# Early style black muscle bike, huffy?



## Artweld

Found this frame with the rear wheel and tire, the frame is slightly different then other frames that I have such as 1/2" wider near the upper brake fender mounting area and has a plate instead of the round tubing, also looks almost identical to the the mid 60s  to late 60s frame but has a slightly different angle when it's put up next to the others, has a 36 hole rb2 hub with the older drop center rim that has that line along the edge with an almost disappearing edge, front chain guard mount in the hole in the bottom bracket, any ideas on the make. My plan is build a penguin style bike would this make a good candidate frame, thanks


----------



## madsapper

Could be a Columbia as well.  Cool find.


----------



## Jaxon

Looks like a Huffy frame. What is the serial number on the left rear drop out. Cool Project for a Penguin.


----------



## Artweld

Jaxon said:


> Looks like a Huffy frame. What is the serial number on the left rear drop out. Cool Project for a Penguin.

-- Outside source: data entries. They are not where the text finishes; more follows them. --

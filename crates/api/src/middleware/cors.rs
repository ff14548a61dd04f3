//! CORS for a browser frontend on another origin.
//!
//! Session cookies need credentialed requests, so origins are listed
//! explicitly; a wildcard is not allowed together with credentials.

use std::time::Duration;

use axum::http::{HeaderValue, Method, header};
use tower_http::cors::{AllowOrigin, CorsLayer};

/// How long browsers may cache a preflight.
const PREFLIGHT_MAX_AGE: Duration = Duration::from_secs(600);

/// Build the CORS layer for `origins`.
///
/// Origins that are not valid header values are skipped. Preflights allow
/// the JSON API's methods and the `Content-Type` and `Accept` headers, and
/// responses allow credentials so the session cookie is sent.
///
/// # Arguments
///
/// * `origins` - Exact origins such as `https://app.example.com`, already
///   validated by [`crate::config::ApiConfig`]
///
/// Returns `None` when no origins are configured (same-origin only).
#[must_use]
pub fn cors_layer(origins: &[String]) -> Option<CorsLayer> {
    let origins: Vec<HeaderValue> = origins
        .iter()
        .filter_map(|origin| HeaderValue::from_str(origin).ok())
        .collect();
    if origins.is_empty() {
        return None;
    }

    Some(
        CorsLayer::new()
            .allow_origin(AllowOrigin::list(origins))
            .allow_methods([
                Method::GET,
                Method::POST,
                Method::PUT,
                Method::PATCH,
                Method::DELETE,
            ])
            .allow_headers([header::CONTENT_TYPE, header::ACCEPT])
            .allow_credentials(true)
            .max_age(PREFLIGHT_MAX_AGE),
    )
}

#[cfg(test)]
#[allow(clippy::unwrap_used)]
mod tests {
    use axum::{Router, body::Body, http::Request, routing::get};
    use tower::ServiceExt;

    use super::*;

    #[test]
    fn test_no_origins_no_layer() {
        assert!(cors_layer(&[]).is_none());
    }

    #[tokio::test]
    async fn test_allows_listed_origin_with_credentials() {
        let layer = cors_layer(&["https://app.acme.test".to_string()]).unwrap();
        let app = Router::new().route("/api/auth/me", get(|| async { "ok" })).layer(layer);

        let response = app
            .oneshot(
                Request::builder()
                    .uri("/api/auth/me")
                    .header(header::ORIGIN, "https://app.acme.test")
                    .body(Body::empty())
                    .unwrap(),
            )
            .await
            .unwrap();

        let headers = response.headers();
        assert_eq!(
            headers.get(header::ACCESS_CONTROL_ALLOW_ORIGIN).unwrap(),
            "https://app.acme.test"
        );
        assert_eq!(
            headers.get(header::ACCESS_CONTROL_ALLOW_CREDENTIALS).unwrap(),
            "true"
        );
    }

    #[tokio::test]
    async fn test_ignores_other_origins() {
        let layer = cors_layer(&["https://app.acme.test".to_string()]).unwrap();
        let app = Router::new().route("/", get(|| async { "ok" })).layer(layer);

        let response = app
            .oneshot(
                Request::builder()
                    .uri("/")
                    .header(header::ORIGIN, "https://evil.test")
                    .body(Body::empty())
                    .unwrap(),
            )
            .await
            .unwrap();
        assert!(
            response
                .headers()
                .get(header::ACCESS_CONTROL_ALLOW_ORIGIN)
                .is_none()
        );
    }
}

I am hoping it's a huffy frame, didn't see a serial number anywhere on the frame will have to check again I do have a drop center 28 hole front wheel, my research says a 42 tooth sprocket Wald, but I don't think that size works with the penguin style chain guard that I have  unless they make a bigger guard same style?  a 36 tooth seems right for it, more research on the guard area I guess, any clue, thanks


----------



## Jaxon

I am not sure on the sprocket. I am sure it is the smaller one. I built one of the Penguin bikes but with different wheels. If you clean the paint off the rear drop out there should be a number there. The guard you have is correct for it.


----------



## Artweld

Jaxon said:


> I am not sure on the sprocket. I am sure it is the smaller one. I built one of the Penguin bikes but with different wheels. If you clean the paint off the rear drop out there should be a number there. The guard you have is correct for it.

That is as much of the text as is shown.